**EXERCISE DETAILS**
Only one stretch of the data below is wanted: the lines from the one with "matches!(self, Self::Persistence(_))" through the one with "StorageError::DuplicateKey(id) => Self::DuplicateId", repeated exactly.

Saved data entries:
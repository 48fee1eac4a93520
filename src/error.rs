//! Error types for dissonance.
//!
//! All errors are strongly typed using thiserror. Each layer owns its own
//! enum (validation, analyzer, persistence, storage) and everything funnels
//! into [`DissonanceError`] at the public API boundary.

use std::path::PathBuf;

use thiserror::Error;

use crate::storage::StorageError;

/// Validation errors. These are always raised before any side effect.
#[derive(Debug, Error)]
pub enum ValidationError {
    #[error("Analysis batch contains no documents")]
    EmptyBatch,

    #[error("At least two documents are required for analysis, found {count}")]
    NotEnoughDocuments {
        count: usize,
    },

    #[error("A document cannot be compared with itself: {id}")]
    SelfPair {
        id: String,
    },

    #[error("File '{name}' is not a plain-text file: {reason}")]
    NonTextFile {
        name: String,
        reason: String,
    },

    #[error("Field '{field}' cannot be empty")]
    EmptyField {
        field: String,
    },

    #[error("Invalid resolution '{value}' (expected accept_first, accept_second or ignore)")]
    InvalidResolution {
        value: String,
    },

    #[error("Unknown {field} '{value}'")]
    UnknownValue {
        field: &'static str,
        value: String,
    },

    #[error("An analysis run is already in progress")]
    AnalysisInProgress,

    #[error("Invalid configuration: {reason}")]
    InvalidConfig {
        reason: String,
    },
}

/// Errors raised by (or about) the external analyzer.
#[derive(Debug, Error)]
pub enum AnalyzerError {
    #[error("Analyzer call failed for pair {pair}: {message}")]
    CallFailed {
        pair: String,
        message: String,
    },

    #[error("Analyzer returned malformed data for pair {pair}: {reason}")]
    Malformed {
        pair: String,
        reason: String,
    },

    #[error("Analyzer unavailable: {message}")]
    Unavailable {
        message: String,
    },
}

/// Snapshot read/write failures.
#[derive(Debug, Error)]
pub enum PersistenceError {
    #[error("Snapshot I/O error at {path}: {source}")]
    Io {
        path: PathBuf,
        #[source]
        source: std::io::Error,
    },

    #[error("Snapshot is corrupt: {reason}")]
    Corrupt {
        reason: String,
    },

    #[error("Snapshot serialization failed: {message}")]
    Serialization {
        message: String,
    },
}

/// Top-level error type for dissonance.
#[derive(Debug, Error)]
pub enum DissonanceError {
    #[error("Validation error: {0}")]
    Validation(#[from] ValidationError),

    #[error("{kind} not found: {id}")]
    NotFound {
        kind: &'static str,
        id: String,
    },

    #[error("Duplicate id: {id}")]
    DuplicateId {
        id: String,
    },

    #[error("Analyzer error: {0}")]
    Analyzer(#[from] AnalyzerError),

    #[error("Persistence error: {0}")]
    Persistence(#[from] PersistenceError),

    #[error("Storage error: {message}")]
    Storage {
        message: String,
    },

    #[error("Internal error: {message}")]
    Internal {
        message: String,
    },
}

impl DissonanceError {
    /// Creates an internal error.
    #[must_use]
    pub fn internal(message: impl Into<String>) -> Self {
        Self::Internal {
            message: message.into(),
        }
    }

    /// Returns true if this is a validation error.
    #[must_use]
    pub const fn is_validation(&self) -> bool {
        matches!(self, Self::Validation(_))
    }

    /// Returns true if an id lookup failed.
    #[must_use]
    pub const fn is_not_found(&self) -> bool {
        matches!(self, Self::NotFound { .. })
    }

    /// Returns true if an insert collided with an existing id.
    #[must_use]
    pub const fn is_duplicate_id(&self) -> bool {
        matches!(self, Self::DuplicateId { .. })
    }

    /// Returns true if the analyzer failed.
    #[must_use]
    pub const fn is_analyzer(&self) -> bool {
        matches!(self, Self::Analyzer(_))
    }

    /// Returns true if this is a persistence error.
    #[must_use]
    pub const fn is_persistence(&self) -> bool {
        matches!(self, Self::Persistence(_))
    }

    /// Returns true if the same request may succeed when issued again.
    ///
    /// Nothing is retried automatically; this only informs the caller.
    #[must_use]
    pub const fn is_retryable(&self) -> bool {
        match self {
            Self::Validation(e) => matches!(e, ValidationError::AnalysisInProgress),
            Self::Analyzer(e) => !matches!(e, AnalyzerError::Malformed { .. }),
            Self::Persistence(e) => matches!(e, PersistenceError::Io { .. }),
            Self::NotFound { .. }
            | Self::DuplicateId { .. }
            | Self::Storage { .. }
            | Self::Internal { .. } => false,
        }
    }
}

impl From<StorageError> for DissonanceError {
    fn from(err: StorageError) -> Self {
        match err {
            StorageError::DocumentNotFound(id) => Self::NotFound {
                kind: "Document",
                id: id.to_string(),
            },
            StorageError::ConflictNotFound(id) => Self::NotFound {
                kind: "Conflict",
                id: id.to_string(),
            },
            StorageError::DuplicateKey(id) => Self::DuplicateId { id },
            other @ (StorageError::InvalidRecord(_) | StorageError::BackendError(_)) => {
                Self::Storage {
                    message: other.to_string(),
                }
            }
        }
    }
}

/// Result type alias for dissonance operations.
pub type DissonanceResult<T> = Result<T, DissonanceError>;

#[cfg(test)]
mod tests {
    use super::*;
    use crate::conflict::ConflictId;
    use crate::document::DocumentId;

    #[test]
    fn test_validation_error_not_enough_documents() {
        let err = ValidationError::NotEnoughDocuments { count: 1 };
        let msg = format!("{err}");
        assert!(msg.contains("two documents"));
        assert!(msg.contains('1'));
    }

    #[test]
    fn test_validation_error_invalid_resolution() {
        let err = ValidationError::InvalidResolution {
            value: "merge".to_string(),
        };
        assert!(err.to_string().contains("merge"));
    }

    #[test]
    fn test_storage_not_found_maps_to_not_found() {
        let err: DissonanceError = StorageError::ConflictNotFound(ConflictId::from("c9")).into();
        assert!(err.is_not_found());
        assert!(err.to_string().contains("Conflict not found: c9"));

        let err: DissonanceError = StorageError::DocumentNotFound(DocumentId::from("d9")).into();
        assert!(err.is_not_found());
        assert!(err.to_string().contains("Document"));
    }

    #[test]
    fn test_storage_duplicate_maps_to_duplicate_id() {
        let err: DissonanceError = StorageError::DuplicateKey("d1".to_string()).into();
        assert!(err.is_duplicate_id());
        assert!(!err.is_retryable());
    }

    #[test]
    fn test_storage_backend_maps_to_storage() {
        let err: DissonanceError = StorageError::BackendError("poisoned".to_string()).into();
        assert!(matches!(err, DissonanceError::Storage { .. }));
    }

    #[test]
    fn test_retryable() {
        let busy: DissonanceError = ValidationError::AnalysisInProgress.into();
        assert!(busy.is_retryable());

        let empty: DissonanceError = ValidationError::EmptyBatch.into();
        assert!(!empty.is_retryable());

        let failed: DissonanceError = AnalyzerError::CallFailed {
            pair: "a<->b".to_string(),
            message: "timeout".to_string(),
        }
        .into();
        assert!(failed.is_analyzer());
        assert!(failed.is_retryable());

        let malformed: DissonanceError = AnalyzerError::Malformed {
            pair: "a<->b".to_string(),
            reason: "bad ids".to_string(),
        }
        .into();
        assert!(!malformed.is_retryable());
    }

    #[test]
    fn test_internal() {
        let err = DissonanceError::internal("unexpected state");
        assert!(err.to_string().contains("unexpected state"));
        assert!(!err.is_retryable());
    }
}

...

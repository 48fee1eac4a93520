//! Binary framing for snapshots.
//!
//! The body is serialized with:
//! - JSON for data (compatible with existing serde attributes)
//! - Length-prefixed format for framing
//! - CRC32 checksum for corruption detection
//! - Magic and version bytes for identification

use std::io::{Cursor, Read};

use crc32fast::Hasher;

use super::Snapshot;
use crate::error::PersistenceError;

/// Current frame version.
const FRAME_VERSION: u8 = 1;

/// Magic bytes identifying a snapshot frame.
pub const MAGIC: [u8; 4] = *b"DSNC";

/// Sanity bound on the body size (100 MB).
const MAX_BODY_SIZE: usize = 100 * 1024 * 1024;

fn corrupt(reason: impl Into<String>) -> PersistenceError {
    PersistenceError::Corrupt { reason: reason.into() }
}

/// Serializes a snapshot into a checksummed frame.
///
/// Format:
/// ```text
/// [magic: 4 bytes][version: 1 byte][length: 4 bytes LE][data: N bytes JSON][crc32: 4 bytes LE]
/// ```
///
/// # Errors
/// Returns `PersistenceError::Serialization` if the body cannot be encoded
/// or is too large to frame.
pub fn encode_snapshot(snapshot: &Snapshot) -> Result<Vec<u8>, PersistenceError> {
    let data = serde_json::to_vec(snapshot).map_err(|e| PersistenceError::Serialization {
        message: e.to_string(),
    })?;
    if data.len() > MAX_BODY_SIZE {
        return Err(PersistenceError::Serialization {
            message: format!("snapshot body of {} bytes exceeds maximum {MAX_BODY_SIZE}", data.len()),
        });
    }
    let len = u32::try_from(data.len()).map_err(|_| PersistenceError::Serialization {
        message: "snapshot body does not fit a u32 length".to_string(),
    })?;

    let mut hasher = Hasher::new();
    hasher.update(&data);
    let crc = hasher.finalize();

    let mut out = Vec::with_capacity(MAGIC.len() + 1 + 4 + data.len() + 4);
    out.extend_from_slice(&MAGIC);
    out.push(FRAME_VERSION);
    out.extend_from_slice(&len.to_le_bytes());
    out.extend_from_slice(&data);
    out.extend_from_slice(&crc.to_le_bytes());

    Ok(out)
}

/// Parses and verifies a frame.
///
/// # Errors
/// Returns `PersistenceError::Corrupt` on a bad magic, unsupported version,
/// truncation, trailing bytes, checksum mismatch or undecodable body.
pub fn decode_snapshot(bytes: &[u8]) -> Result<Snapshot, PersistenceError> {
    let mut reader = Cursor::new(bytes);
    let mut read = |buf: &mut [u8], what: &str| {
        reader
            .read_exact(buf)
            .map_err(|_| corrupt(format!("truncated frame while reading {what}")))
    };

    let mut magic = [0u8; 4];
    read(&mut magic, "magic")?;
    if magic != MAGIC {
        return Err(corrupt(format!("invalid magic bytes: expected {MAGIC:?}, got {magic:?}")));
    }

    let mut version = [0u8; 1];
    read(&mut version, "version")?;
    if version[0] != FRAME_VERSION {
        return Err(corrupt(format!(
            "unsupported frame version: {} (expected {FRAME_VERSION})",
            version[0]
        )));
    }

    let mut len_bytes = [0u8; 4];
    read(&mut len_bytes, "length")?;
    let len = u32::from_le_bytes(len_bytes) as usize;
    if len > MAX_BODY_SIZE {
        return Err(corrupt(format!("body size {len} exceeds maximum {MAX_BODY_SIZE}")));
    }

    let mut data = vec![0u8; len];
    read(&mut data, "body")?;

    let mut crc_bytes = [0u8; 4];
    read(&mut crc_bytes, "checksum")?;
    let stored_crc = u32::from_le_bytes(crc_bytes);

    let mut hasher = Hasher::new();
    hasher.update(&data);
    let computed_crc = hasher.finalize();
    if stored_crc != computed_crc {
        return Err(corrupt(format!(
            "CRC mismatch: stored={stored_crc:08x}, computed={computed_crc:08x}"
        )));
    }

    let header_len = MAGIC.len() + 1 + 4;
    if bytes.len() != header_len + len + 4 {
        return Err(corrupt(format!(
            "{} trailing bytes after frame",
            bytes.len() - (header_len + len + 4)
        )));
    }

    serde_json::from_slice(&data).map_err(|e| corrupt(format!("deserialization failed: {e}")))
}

**TASK RESULT**
        matches!(self, Self::Persistence(_))
    }

    /// Returns true if the same request may succeed when issued again.
    ///
    /// Nothing is retried automatically; this only informs the caller.
    #[must_use]
    pub const fn is_retryable(&self) -> bool {
        match self {
            Self::Validation(e) => matches!(e, ValidationError::AnalysisInProgress),
            Self::Analyzer(e) => !matches!(e, AnalyzerError::Malformed { .. }),
            Self::Persistence(e) => matches!(e, PersistenceError::Io { .. }),
            Self::NotFound { .. }
            | Self::DuplicateId { .. }
            | Self::Storage { .. }
            | Self::Internal { .. } => false,
        }
    }
}

impl From<StorageError> for DissonanceError {
    fn from(err: StorageError) -> Self {
        match err {
            StorageError::DocumentNotFound(id) => Self::NotFound {
                kind: "Document",
                id: id.to_string(),
            },
            StorageError::ConflictNotFound(id) => Self::NotFound {
                kind: "Conflict",
                id: id.to_string(),
            },
            StorageError::DuplicateKey(id) => Self::DuplicateId { id },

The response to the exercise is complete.